◆ **Material for the task**
-*-*-

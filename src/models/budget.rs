//! Monthly spending budget

use super::money::Money;

/// Budget installed when nothing has been stored yet: 2000.00
pub const DEFAULT_MONTHLY_BUDGET: Money = Money::from_units(2000);
//! Spending Report
//!
//! Expenses grouped by category label, largest first, with each label's
//! share of total spending. Labels that are no longer in the category set
//! still get a row, flagged as removed.

use chrono::{DateTime, Utc};

use crate::models::{CategorySet, Money, Transaction};
use crate::services::FinanceTracker;
use crate::storage::KeyValueStore;

#[derive(Debug, Clone, PartialEq)]
pub struct SpendingByCategory {
    /// Label as stored on the transactions; empty for uncategorized
    pub category: String,
    pub total_spending: Money,
    pub transaction_count: usize,
    /// Share of total spending, 0-100
    pub percentage: f64,
    /// The label is not in the current category set
    pub removed: bool,
}

#[derive(Debug, Clone)]
pub struct SpendingReport {
    pub from: Option<DateTime<Utc>>,
    pub to: Option<DateTime<Utc>>,
    pub categories: Vec<SpendingByCategory>,
    pub total_spending: Money,
    pub total_income: Money,
    pub expense_count: usize,
}

impl SpendingReport {
    /// Build the report from transactions within the inclusive date range
    pub fn generate(
        transactions: &[Transaction],
        known: &CategorySet,
        from: Option<DateTime<Utc>>,
        to: Option<DateTime<Utc>>,
    ) -> Self {
        let in_range = transactions.iter().filter(|t| {
            from.map_or(true, |f| t.date >= f) && to.map_or(true, |end| t.date <= end)
        });

        // Vec rather than a map so ties keep first-seen order
        let mut rows: Vec<SpendingByCategory> = Vec::new();
        let mut total_spending = Money::zero();
        let mut total_income = Money::zero();
        let mut expense_count = 0;

        for txn in in_range {
            if txn.is_income() {
                total_income += txn.amount;
                continue;
            }

            total_spending += txn.amount;
            expense_count += 1;

            match rows.iter_mut().find(|r| r.category == txn.category) {
                Some(row) => {
                    row.total_spending += txn.amount;
                    row.transaction_count += 1;
                }
                None => rows.push(SpendingByCategory {
                    category: txn.category.clone(),
                    total_spending: txn.amount,
                    transaction_count: 1,
                    percentage: 0.0,
                    removed: !txn.category.is_empty() && !known.contains(&txn.category),
                }),
            }
        }

        for row in &mut rows {
            row.percentage = if total_spending.is_zero() {
                0.0
            } else {
                row.total_spending.as_f64() / total_spending.as_f64() * 100.0
            };
        }
        rows.sort_by(|a, b| b.total_spending.cmp(&a.total_spending));

        Self {
            from,
            to,
            categories: rows,
            total_spending,
            total_income,
            expense_count,
        }
    }

    pub fn for_tracker<S: KeyValueStore>(
        tracker: &FinanceTracker<S>,
        from: Option<DateTime<Utc>>,
        to: Option<DateTime<Utc>>,
    ) -> Self {
        Self::generate(tracker.transactions(), tracker.categories(), from, to)
    }

    /// Format the report for terminal display
    pub fn format_terminal(&self, currency: &str) -> String {
        let mut output = String::new();

        let bound = |d: Option<DateTime<Utc>>| {
            d.map(|d| d.format("%Y-%m-%d").to_string())
                .unwrap_or_else(|| "...".to_string())
        };
        output.push_str(&format!(
            "Spending Report: {} to {} ({})\n",
            bound(self.from),
            bound(self.to),
            currency
        ));
        output.push_str(&"=".repeat(60));
        output.push('\n');

        if self.categories.is_empty() {
            output.push_str("No expenses recorded.\n");
            return output;
        }

        output.push_str(&format!(
            "{:<28} {:>12} {:>8} {:>8}\n",
            "Category", "Amount", "Count", "%"
        ));
        output.push_str(&"-".repeat(60));
        output.push('\n');

        for row in &self.categories {
            let mut label = if row.category.is_empty() {
                "(uncategorized)".to_string()
            } else {
                row.category.clone()
            };
            if row.removed {
                label.push_str(" (removed)");
            }
            output.push_str(&format!(
                "{:<28} {:>12} {:>8} {:>7.1}%\n",
                label,
                row.total_spending.to_string(),
                row.transaction_count,
                row.percentage
            ));
        }

        output.push_str(&"-".repeat(60));
        output.push('\n');
        output.push_str(&format!(
            "{:<28} {:>12} {:>8}\n",
            "TOTAL SPENDING",
            self.total_spending.to_string(),
            self.expense_count
        ));
        output.push_str(&format!("{:<28} {:>12}\n", "TOTAL INCOME", self.total_income.to_string()));

        output
    }
}

#[cfg(test)]
mod tests {
    use super::*;
    use crate::models::{parse_date, NewTransaction};
    use crate::storage::MemoryStore;

    fn tracker() -> FinanceTracker<MemoryStore> {
        let mut t = FinanceTracker::open(MemoryStore::new()).unwrap();
        let d = |s| parse_date(s).unwrap();
        for (units, cat, day) in [
            (100, "Food", "2026-01-10"),
            (300, "Transport", "2026-02-01"),
            (50, "Food", "2026-02-03"),
            (50, "Gym", "2026-02-04"),
        ] {
            t.add_transaction(NewTransaction::expense(Money::from_units(units), cat).on(d(day)))
                .unwrap();
        }
        t.add_transaction(NewTransaction::income(Money::from_units(1000), "Salary"))
            .unwrap();
        t
    }

    #[test]
    fn test_groups_by_category() {
        let report = SpendingReport::for_tracker(&tracker(), None, None);

        assert_eq!(report.total_spending, Money::from_units(500));
        assert_eq!(report.total_income, Money::from_units(1000));
        assert_eq!(report.expense_count, 4);

        let names: Vec<_> = report.categories.iter().map(|r| r.category.as_str()).collect();
        assert_eq!(names, ["Transport", "Food", "Gym"]);
        assert_eq!(report.categories[1].transaction_count, 2);
        assert!((report.categories[0].percentage - 60.0).abs() < 1e-9);
    }

    #[test]
    fn test_flags_removed_labels() {
        let report = SpendingReport::for_tracker(&tracker(), None, None);
        let gym = report.categories.iter().find(|r| r.category == "Gym").unwrap();
        assert!(gym.removed);
        assert!(!report.categories[0].removed);
    }

    #[test]
    fn test_date_range() {
        let from = parse_date("2026-02-01").ok();
        let report = SpendingReport::for_tracker(&tracker(), from, None);
        assert_eq!(report.total_spending, Money::from_units(400));
    }

    #[test]
    fn test_terminal_output() {
        let output = SpendingReport::for_tracker(&tracker(), None, None).format_terminal("MYR");
        assert!(output.contains("Spending Report: ... to ... (MYR)"));
        assert!(output.contains("Gym (removed)"));
        assert!(output.contains("500.00"));
    }

    #[test]
    fn test_empty_report() {
        let t = FinanceTracker::open(MemoryStore::new()).unwrap();
        let output = SpendingReport::for_tracker(&t, None, None).format_terminal("MYR");
        assert!(output.contains("No expenses recorded."));
    }
}
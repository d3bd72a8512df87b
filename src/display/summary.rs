//! Summary display formatting

use crate::services::Summary;

pub fn format_summary(summary: &Summary, currency: &str) -> String {
    let line = |label: &str, value: String| format!("{:<18}{}\n", label, value);

    let mut output = String::new();
    output.push_str(&line("Transactions:", summary.transaction_count.to_string()));
    output.push_str(&line("Total income:", summary.total_income.format_with_code(currency)));
    output.push_str(&line("Total expenses:", summary.total_expenses.format_with_code(currency)));
    output.push_str(&line("Balance:", summary.total_balance.format_with_code(currency)));
    output.push_str(&line("Monthly budget:", summary.monthly_budget.format_with_code(currency)));
    output.push_str(&line("Remaining:", summary.remaining_budget.format_with_code(currency)));
    if summary.is_over_budget {
        output.push_str("\nOver budget!\n");
    }
    output
}

#[cfg(test)]
mod tests {
    use super::*;
    use crate::models::Money;

    #[test]
    fn test_over_budget_flag() {
        let summary = Summary::compute(&[], Money::from_units(-1));
        let output = format_summary(&summary, "MYR");
        assert!(output.contains("Balance:          MYR 0.00"));
        assert!(output.contains("Over budget!"));
    }
}
//! Summary and report CLI commands

use clap::Args;

use crate::display::format_summary;
use crate::error::FinanceResult;
use crate::models::parse_date;
use crate::reports::SpendingReport;
use crate::services::FinanceTracker;
use crate::storage::KeyValueStore;

/// Options for the spending report
#[derive(Args, Debug)]
pub struct ReportArgs {
    /// Earliest date (YYYY-MM-DD)
    #[arg(long)]
    pub from: Option<String>,

    /// Latest date (YYYY-MM-DD)
    #[arg(long)]
    pub to: Option<String>,
}

pub fn handle_summary_command<S: KeyValueStore>(tracker: &FinanceTracker<S>) -> FinanceResult<()> {
    print!("{}", format_summary(&tracker.summary(), tracker.currency().code()));
    Ok(())
}

/// Print spending by category
pub fn handle_report_command<S: KeyValueStore>(
    tracker: &FinanceTracker<S>,
    args: ReportArgs,
) -> FinanceResult<()> {
    let from = args.from.as_deref().map(parse_date).transpose()?;
    let to = args.to.as_deref().map(parse_date).transpose()?;

    let report = SpendingReport::for_tracker(tracker, from, to);
    print!("{}", report.format_terminal(tracker.currency().code()));
    Ok(())
}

-*-*-

Look through the entries above. Copy each line in which the string "percentage" occurs.

    pub percentage: f64,
                    percentage: 0.0,
            row.percentage = if total_spending.is_zero() {
                row.percentage
        assert!((report.categories[0].percentage - 60.0).abs() < 1e-9);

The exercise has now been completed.